DATA FOR REVIEW:

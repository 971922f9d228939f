//! Blog use-case handlers.
//!
//! # Responsibility
//! - Orchestrate repository calls into the five blog RPC handlers.
//! - Keep transport layers decoupled from storage details.

pub mod blog_service;
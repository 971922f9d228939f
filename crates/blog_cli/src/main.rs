//! Command-line client for the blog RPC server.
//!
//! One subcommand per RPC; output mirrors what each call returns.

use blog_rpc::{Blog, BlogClient};
use clap::{Parser, Subcommand};
use std::error::Error;

/// Blog post RPC client.
#[derive(Parser)]
#[command(name = "blog_cli")]
#[command(version, about, long_about = None)]
struct Cli {
    /// Server address
    #[arg(global = true, short, long, default_value = "127.0.0.1:8080")]
    addr: String,

    #[command(subcommand)]
    command: Commands,
}

#[derive(Subcommand)]
enum Commands {
    /// Create a post; fails if the title is taken
    Create {
        title: String,
        author: String,
        content: String,
    },
    /// Show the post with this title and author
    Read { title: String, author: String },
    /// Replace the content of a post
    Update {
        title: String,
        author: String,
        content: String,
    },
    /// Delete a post (succeeds even if it does not exist)
    Delete { title: String, author: String },
    /// Stream every stored post
    List,
}

#[tokio::main]
async fn main() -> Result<(), Box<dyn Error>> {
    let cli = Cli::parse();
    let mut client = BlogClient::connect(cli.addr.as_str()).await?;

    match cli.command {
        Commands::Create {
            title,
            author,
            content,
        } => {
            let blog = client.create_blog(title, author, content).await?;
            if let Some(id) = blog.id {
                println!("Id: {id}");
            }
            print_blog(&blog);
        }
        Commands::Read { title, author } => {
            print_blog(&client.read_blog(title, author).await?);
        }
        Commands::Update {
            title,
            author,
            content,
        } => {
            print_blog(&client.update_blog(title, author, content).await?);
        }
        Commands::Delete { title, author } => {
            println!("{}", client.delete_blog(title, author).await?);
        }
        Commands::List => {
            let mut stream = client.list_blogs().await?;
            let mut count = 0usize;
            while let Some(blog) = stream.message().await? {
                print_blog(&blog);
                println!();
                count += 1;
            }
            println!("Received all present blogs ({count}).");
        }
    }

    Ok(())
}

fn print_blog(blog: &Blog) {
    println!("Title: {}", blog.title);
    println!("by: {}", blog.author);
    println!("Content: {}", blog.content);
}
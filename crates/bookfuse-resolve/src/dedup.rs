use std::collections::HashMap;

use bookfuse_core::NormalizedRecord;
use bookfuse_core::config::{DedupConfig, ISBN13_LEN};
use sha1::{Digest, Sha1};
use tracing::{debug, warn};

use crate::identifiers::validate_isbn13;

#[derive(Debug, Clone, Copy, PartialEq, Eq)]
pub enum KeyStrategy {
    Isbn13,
    Fingerprint,
}

/// Members of one dedup group, as indexes into the normalized input.
#[derive(Debug, Clone, PartialEq, Eq)]
pub struct DedupGroup {
    pub dup_key: String,
    pub strategy: KeyStrategy,
    pub members: Vec<usize>,
}

#[derive(Debug, Clone)]
pub struct KeyResolver {
    hex_len: usize,
}

impl Default for KeyResolver {
    fn default() -> Self {
        Self {
            hex_len: DedupConfig::default().fingerprint_hex_len,
        }
    }
}

impl KeyResolver {
    pub fn new() -> Self {
        Self::default()
    }

    pub fn from_config(config: &DedupConfig) -> Self {
        Self::default().with_hex_len(config.fingerprint_hex_len)
    }

    /// Clamped to `8..=40`; a width of 13 becomes 14 so fallback keys never
    /// take the shape of an ISBN-13.
    pub fn with_hex_len(mut self, hex_len: usize) -> Self {
        self.hex_len = match hex_len.clamp(8, 40) {
            ISBN13_LEN => ISBN13_LEN + 1,
            len => len,
        };
        self
    }

    /// The valid ISBN-13 when present, else a truncated SHA-1 fingerprint.
    pub fn resolve_key(&self, record: &NormalizedRecord) -> String {
        self.resolve(record).0
    }

    fn resolve(&self, record: &NormalizedRecord) -> (String, KeyStrategy) {
        if let Some(isbn13) = record.attrs.isbn13.as_deref()
            && validate_isbn13(isbn13)
        {
            return (isbn13.to_string(), KeyStrategy::Isbn13);
        }

        let digest = Sha1::digest(fingerprint_input(record).as_bytes());
        let mut key = hex::encode(digest);
        key.truncate(self.hex_len);
        (key, KeyStrategy::Fingerprint)
    }

    pub fn resolve_keys(&self, records: &[NormalizedRecord]) -> Vec<String> {
        records.iter().map(|record| self.resolve_key(record)).collect()
    }

    /// Buckets records by key. Groups come out in order of each key's first
    /// appearance; members keep input order.
    pub fn group(&self, records: &[NormalizedRecord]) -> Vec<DedupGroup> {
        let mut groups: Vec<DedupGroup> = Vec::new();
        let mut slot_by_key: HashMap<String, usize> = HashMap::new();

        for (idx, record) in records.iter().enumerate() {
            let (key, strategy) = self.resolve(record);
            match slot_by_key.get(&key) {
                Some(&slot) => groups[slot].members.push(idx),
                None => {
                    slot_by_key.insert(key.clone(), groups.len());
                    groups.push(DedupGroup {
                        dup_key: key,
                        strategy,
                        members: vec![idx],
                    });
                }
            }
        }

        let degenerate = self.degenerate_key();
        for group in &groups {
            if group.dup_key == degenerate {
                warn!(
                    dup_key = %group.dup_key,
                    members = group.members.len(),
                    "records with no title, authors, publisher or year share one fallback key"
                );
            } else if group.members.len() > 1 {
                debug!(dup_key = %group.dup_key, members = group.members.len(), "duplicate group");
            }
        }

        groups
    }

    /// Fingerprint of a record with every fallback component absent.
    pub fn degenerate_key(&self) -> String {
        let mut key = hex::encode(Sha1::digest(b"|||"));
        key.truncate(self.hex_len);
        key
    }
}

/// Number of ISBN-keyed and fingerprint-keyed groups, in that order.
pub fn count_by_strategy(groups: &[DedupGroup]) -> (usize, usize) {
    let isbn = groups
        .iter()
        .filter(|g| g.strategy == KeyStrategy::Isbn13)
        .count();
    (isbn, groups.len() - isbn)
}

fn fingerprint_input(record: &NormalizedRecord) -> String {
    let mut authors: Vec<String> = record
        .attrs
        .authors
        .iter()
        .map(|author| author.to_lowercase())
        .collect();
    authors.sort();

    let title = record.title_normalized.as_deref().unwrap_or_default();
    let publisher = record
        .attrs
        .publisher
        .as_deref()
        .map(str::to_lowercase)
        .unwrap_or_default();
    let year = record
        .attrs
        .publication_year()
        .map(|y| y.to_string())
        .unwrap_or_default();

    format!("{title}|{}|{publisher}|{year}", authors.join(";"))
}

#[cfg(test)]
mod tests {
    use super::*;
    use bookfuse_core::SourceKind;

    fn record(source: SourceKind, row: usize) -> NormalizedRecord {
        NormalizedRecord::new(source, "input", row)
    }

    fn titled(source: SourceKind, row: usize, title: &str, authors: &[&str]) -> NormalizedRecord {
        let mut r = record(source, row);
        r.attrs.title = Some(title.to_string());
        r.title_normalized = Some(title.to_lowercase());
        r.attrs.authors = authors.iter().map(|a| a.to_string()).collect();
        r
    }

    #[test]
    fn test_isbn13_is_the_key() {
        let mut r = titled(SourceKind::CatalogScrape, 1, "Sapiens", &["Yuval Noah Harari"]);
        r.attrs.isbn13 = Some("9780062316097".to_string());
        assert_eq!(KeyResolver::new().resolve_key(&r), "9780062316097");
    }

    #[test]
    fn test_invalid_isbn13_falls_back_to_fingerprint() {
        let mut r = titled(SourceKind::CatalogScrape, 1, "Sapiens", &["Yuval Noah Harari"]);
        r.attrs.isbn13 = Some("9780062316098".to_string());
        let key = KeyResolver::new().resolve_key(&r);
        assert_eq!(key.len(), 16);
        assert!(key.chars().all(|c| c.is_ascii_hexdigit()));
    }

    #[test]
    fn test_fingerprint_ignores_author_order_and_case() {
        let resolver = KeyResolver::new();
        let a = titled(SourceKind::CatalogScrape, 1, "Good Omens", &["Terry Pratchett", "Neil Gaiman"]);
        let b = titled(SourceKind::BibliographicApi, 7, "Good Omens", &["neil gaiman", "TERRY PRATCHETT"]);
        assert_eq!(resolver.resolve_key(&a), resolver.resolve_key(&b));
    }

    #[test]
    fn test_fingerprint_uses_publication_year() {
        let resolver = KeyResolver::new();
        let mut a = titled(SourceKind::CatalogScrape, 1, "Dune", &["Frank Herbert"]);
        let mut b = a.clone();
        a.attrs.publication_date = Some("1965-08-01".to_string());
        b.attrs.publication_date = Some("1965-01-01".to_string());
        assert_eq!(resolver.resolve_key(&a), resolver.resolve_key(&b));

        b.attrs.publication_date = Some("1990-09-01".to_string());
        assert_ne!(resolver.resolve_key(&a), resolver.resolve_key(&b));
    }

    #[test]
    fn test_hex_len_is_clamped() {
        let r = titled(SourceKind::CatalogScrape, 1, "Dune", &[]);
        assert_eq!(KeyResolver::new().with_hex_len(4).resolve_key(&r).len(), 8);
        assert_eq!(KeyResolver::new().with_hex_len(64).resolve_key(&r).len(), 40);
    }

    #[test]
    fn test_fingerprint_never_takes_isbn13_width() {
        let r = titled(SourceKind::CatalogScrape, 1, "Dune", &[]);
        let resolver = KeyResolver::new().with_hex_len(13);
        assert_eq!(resolver.resolve_key(&r).len(), 14);
        assert_eq!(resolver.degenerate_key().len(), 14);
    }

    #[test]
    fn test_isbn_and_fingerprint_groups_never_merge() {
        let mut with_isbn = titled(SourceKind::BibliographicApi, 1, "Sapiens", &["Yuval Noah Harari"]);
        with_isbn.attrs.isbn13 = Some("9780062316097".to_string());
        let without = titled(SourceKind::CatalogScrape, 1, "sapiens", &["yuval noah harari"]);

        let groups = KeyResolver::new().group(&[with_isbn, without]);
        assert_eq!(groups.len(), 2);
        assert_eq!(groups[0].strategy, KeyStrategy::Isbn13);
        assert_eq!(groups[1].strategy, KeyStrategy::Fingerprint);
        assert_eq!(count_by_strategy(&groups), (1, 1));
    }

    #[test]
    fn test_groups_follow_first_appearance() {
        let records = vec![
            titled(SourceKind::CatalogScrape, 1, "B", &[]),
            titled(SourceKind::CatalogScrape, 2, "A", &[]),
            titled(SourceKind::BibliographicApi, 1, "B", &[]),
        ];
        let groups = KeyResolver::new().group(&records);
        assert_eq!(groups.len(), 2);
        assert_eq!(groups[0].members, vec![0, 2]);
        assert_eq!(groups[1].members, vec![1]);
    }

    #[test]
    fn test_all_absent_tuples_collapse() {
        let resolver = KeyResolver::new();
        let records = vec![
            record(SourceKind::CatalogScrape, 1),
            record(SourceKind::BibliographicApi, 1),
        ];
        let groups = resolver.group(&records);
        assert_eq!(groups.len(), 1);
        assert_eq!(groups[0].dup_key, resolver.degenerate_key());
        assert_eq!(groups[0].members, vec![0, 1]);
    }
}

DIRECTIONS FOR THIS TASK: Show the lines of the data that hold the word "into".

RESPONSE FOR THIS EXERCISE:
//! - Orchestrate repository calls into the five blog RPC handlers.
/// Members of one dedup group, as indexes into the normalized input.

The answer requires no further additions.